Albania, viaggio nel tempo tra memoria e speranza

di Vincenzo Marinelli

Il grande sviluppo dei mezzi di trasporto e di navigazione dei nostri giorni rende possibile percorrere grandi distanze in poco tempo, giungere in luoghi situati molto lontano in poche ore, ma ci sono anche brevi distanze che si fanno irraggiungibili e che non si possono colmare se non con il passare del tempo, di anni, di decenni. Questa è la distanza che separa l’Albania, con la sua tormentata storia, dal nostro paese. Visitare l’Albania è stato un viaggio a ritroso nel tempo, più che un viaggio geografico. Le coordinate di questo viaggio nella storia, più vicine a noi, sono soprattutto tre, senza la conoscenza delle quali è difficile collocarsi nella sofferenza che ha attraversato questo popolo, comprenderne le cause della povertà materiale e spirituale, ma soprattutto ammirarne la speranza e restare edificati dalla forza morale e religiosa, talvolta così profonda da giungere fino al martirio.

La prima coordinata è la vittoria delle elezioni nel secondo dopoguerra del Fronte nazionale e l’istituzione  di un governo prima sul modello sovietico e poi alleato con la Cina comunista.

La seconda coordinata è il 1967, anno in cui l’Albania si dichiara il primo stato ateo al mondo con la relativa persecuzione di tutti coloro che effettuavano qualsiasi tipo di propaganda religiosa o che professassero una qualsiasi fede.

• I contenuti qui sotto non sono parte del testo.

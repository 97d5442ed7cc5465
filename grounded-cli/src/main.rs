use anyhow::{bail, Result};
use clap::{Parser, Subcommand};
use grounded_core::guardrails::format_source_line;
use grounded_core::{
    answer_question, build_system_prompt, build_user_prompt, plan_question, QaResponse, Row,
};
use grounded_ingest::{write_setting_value, CsvDirectory, Snapshot, SnapshotCache, SETTING_KEYS};
use serde::Serialize;
use std::io::{self, BufRead, Write};
use std::path::PathBuf;
use tracing::{info, warn};
use tracing_subscriber::EnvFilter;
use uuid::Uuid;

mod audit;
mod auth;
mod config;
mod llm;
mod state;

use config::Config;
use llm::LlmClient;

const MAX_QUESTION_CHARS: usize = 1000;

#[derive(Parser, Debug)]
#[command(
    name = "grounded",
    version = concat!(env!("CARGO_PKG_VERSION"), " (", env!("GROUNDED_BUILD_SHA"), ")"),
    about = "Answer business questions strictly from sheet data"
)]
struct Cli {
    #[command(subcommand)]
    command: Command,
}

#[derive(Subcommand, Debug)]
enum Command {
    /// Answer one question
    Ask {
        question: String,

        /// Directory with the sheet's CSV tabs (defaults to [data].dir)
        #[arg(long)]
        data: Option<PathBuf>,

        /// Print the full response as JSON
        #[arg(long)]
        json: bool,
    },

    /// Answer questions read line by line from stdin, sharing one cached snapshot
    Chat {
        #[arg(long)]
        data: Option<PathBuf>,
    },

    /// Show intent, evidence, scope and analysis without calling the model
    Inspect {
        question: String,

        #[arg(long)]
        data: Option<PathBuf>,

        /// Also print the system and user prompts
        #[arg(long)]
        prompt: bool,
    },

    /// Edit the settings tab
    Settings {
        #[command(subcommand)]
        command: SettingsCommand,
    },

    /// Manage ~/.grounded/config.toml
    Config {
        #[command(subcommand)]
        command: ConfigCommand,
    },

    /// Store provider API keys in ~/.grounded/auth.json
    Auth {
        #[command(subcommand)]
        command: AuthCommand,
    },

    /// Read the answer audit log
    Audit {
        #[command(subcommand)]
        command: AuditCommand,
    },
}

#[derive(Subcommand, Debug)]
enum SettingsCommand {
    /// Set one key in settings.csv (creates the row when missing)
    Set {
        key: String,
        value: String,

        #[arg(long)]
        data: Option<PathBuf>,
    },
}

#[derive(Subcommand, Debug)]
enum ConfigCommand {
    /// Write a default config if none exists
    Init,
    /// Print the effective config
    Show,
}

#[derive(Subcommand, Debug)]
enum AuthCommand {
    SetOpenaiKey,
    SetAnthropicKey,
}

#[derive(Subcommand, Debug)]
enum AuditCommand {
    /// Print the most recent entries
    Tail {
        #[arg(short = 'n', long, default_value_t = 10)]
        n: usize,
    },
}

#[derive(Serialize)]
struct AskOutput<'a> {
    audit_id: Uuid,
    #[serde(flatten)]
    response: &'a QaResponse,
}

#[tokio::main]
async fn main() -> Result<()> {
    tracing_subscriber::fmt()
        .with_env_filter(EnvFilter::try_from_default_env().unwrap_or_else(|_| EnvFilter::new("warn")))
        .with_writer(io::stderr)
        .init();

    let cli = Cli::parse();

    match cli.command {
        Command::Ask { question, data, json } => {
            let question = validate_question(&question)?;
            let cfg = config::load_config()?;
            let client = LlmClient::new(&cfg.llm, &auth::load_auth()?)?;
            let mut cache = snapshot_cache(&cfg, data);
            let snap = cache.get()?;
            ask(question, &snap, &client, json).await?;
        }

        Command::Chat { data } => {
            let cfg = config::load_config()?;
            let client = LlmClient::new(&cfg.llm, &auth::load_auth()?)?;
            let mut cache = snapshot_cache(&cfg, data);
            chat(&mut cache, &client).await?;
        }

        Command::Inspect { question, data, prompt } => {
            let question = validate_question(&question)?;
            let cfg = config::load_config()?;
            let snap = snapshot_cache(&cfg, data).get()?;
            let plan = plan_question(question, &snap.dataset, &snap.settings);
            println!("{}", serde_json::to_string_pretty(&plan)?);
            if prompt {
                let rows: Vec<Row> = plan.evidence.rows.iter().map(|r| r.row.clone()).collect();
                println!("\n# System prompt\n{}", build_system_prompt(&snap.settings));
                println!(
                    "\n# User prompt\n{}",
                    build_user_prompt(question, &rows, plan.analysis.as_ref())?
                );
            }
        }

        Command::Settings { command } => match command {
            SettingsCommand::Set { key, value, data } => {
                let key = key.trim();
                if key.is_empty() {
                    bail!("setting key must not be empty");
                }
                if !SETTING_KEYS.contains(&key) {
                    warn!(key, "not a recognised setting; writing anyway");
                }
                let cfg = config::load_config()?;
                let dir = data.unwrap_or(cfg.data.dir);
                write_setting_value(&dir, key, &value)?;
                println!("Set {key} in {}", dir.join("settings.csv").display());
            }
        },

        Command::Config { command } => match command {
            ConfigCommand::Init => config::init_config()?,
            ConfigCommand::Show => {
                let cfg = config::load_config()?;
                println!("# {}", config::config_path()?.display());
                print!("{}", toml::to_string_pretty(&cfg)?);
            }
        },

        Command::Auth { command } => match command {
            AuthCommand::SetOpenaiKey => auth::set_openai_key()?,
            AuthCommand::SetAnthropicKey => auth::set_anthropic_key()?,
        },

        Command::Audit { command } => match command {
            AuditCommand::Tail { n } => {
                let entries = audit::tail(&audit::audit_path()?, n)?;
                audit::print_entries(&entries);
            }
        },
    }

    Ok(())
}

/// Trimmed question, rejected when empty or longer than [`MAX_QUESTION_CHARS`].
fn validate_question(question: &str) -> Result<&str> {
    let q = question.trim();
    if q.is_empty() {
        bail!("question must not be empty");
    }
    let len = q.chars().count();
    if len > MAX_QUESTION_CHARS {
        bail!("question is {len} characters; the limit is {MAX_QUESTION_CHARS}");
    }
    Ok(q)
}

fn snapshot_cache(cfg: &Config, data: Option<PathBuf>) -> SnapshotCache<CsvDirectory> {
    let dir = data.unwrap_or_else(|| cfg.data.dir.clone());
    SnapshotCache::new(CsvDirectory::new(dir, cfg.settings_defaults()))
}

async fn ask(question: &str, snap: &Snapshot, client: &LlmClient, json: bool) -> Result<()> {
    let resp = answer_question(question, &snap.dataset, &snap.settings, client).await?;

    let entry = audit::AuditEntry::from_response(&audit::current_user(), question, &resp)?;
    audit::append(&audit::audit_path()?, &entry)?;
    info!(audit_id = %entry.id, refusal = resp.refusal, "answered");

    if json {
        let out = AskOutput {
            audit_id: entry.id,
            response: &resp,
        };
        println!("{}", serde_json::to_string_pretty(&out)?);
    } else {
        println!("{}", resp.answer);
        if !resp.sources.is_empty() {
            eprintln!();
            for g in &resp.sources {
                eprintln!("cited {}", format_source_line(g));
            }
        }
    }
    Ok(())
}

async fn chat(cache: &mut SnapshotCache<CsvDirectory>, client: &LlmClient) -> Result<()> {
    let stdin = io::stdin();
    loop {
        print!("> ");
        io::stdout().flush().ok();

        let mut line = String::new();
        if stdin.lock().read_line(&mut line)? == 0 {
            break;
        }
        let line = line.trim();
        if line.is_empty() {
            continue;
        }
        if matches!(line, "exit" | "quit") {
            break;
        }

        let question = match validate_question(line) {
            Ok(q) => q,
            Err(e) => {
                eprintln!("{e}");
                continue;
            }
        };
        let snap = cache.get()?;
        if let Err(e) = ask(question, &snap, client, false).await {
            eprintln!("error: {e:#}");
        }
        println!();
    }
    Ok(())
}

L’ultima coordinata è il 1990, anno in cui viene ripristinata la libertà di culto.

Difficile sintetizzare in poche righe le condizioni di vita tra queste coordinate storiche e le testimonianze che sono state offerte ai SEMinaristi e ai PREti giovani della diocesi (SEM.PRE), accompagnati dal nostro Vescovo. Sono state occasione preziosa per interrogarsi sulla coerenza e sull’impegno da noi e dalle nostre comunità profuso nel testimoniare la fede, nell’annunciarla, e ci hanno offerto elementi utili per confrontare il modo di sostenere e affrontare le nostre difficoltà ministeriali e pastorali.

Da quanto ci è stato narrato, non sarebbe fuori luogo richiamare alla mente le difficoltà di vivere la fede del periodo delle catacombe, dove occorreva nascondersi nei luoghi e nei modi più impensati per professare la propria fede e per pregare insieme, per celebrare l’eucarestia e amministrare i sacramenti. Le case erano divenute vere e proprie chiese domestiche, dove nel buio più assoluto della notte, rischiarati solo dalla luce di un lumino, si portavano alla luce le immagini sacre; nella preghiera si trovava la forza e la speranza nel futuro e si riconciliava quella comunione familiare, che il clima di persecuzione intendeva frantumare, estorcendo testimonianze d’accusa tra membri della stessa famiglia. Da più voci emerge la gratitudine di poter lodare il nome di Dio e invocarlo senza timore ai nostri giorni.

Molto importante è stata anche la testimonianza dei missionari oggi presenti in questo contesto, una presenza insufficiente per le attuali esigenze, e tra le quali figura anche il monastero delle carmelitane nel villaggio di Nenshat. Alla domanda sul motivo della loro presenza in un territorio bisognoso di forze capaci di mobilitarsi, rispondono con una semplicità disarmante: come le radici di un albero pur essendo nascoste, sono essenziali per la produzione dei frutti, allo stesso modo è  la loro vita di preghiera per l’azione dei missionari. La preghiera tiene vivo e pulsante il cuore della missione, infondendogli l’amore.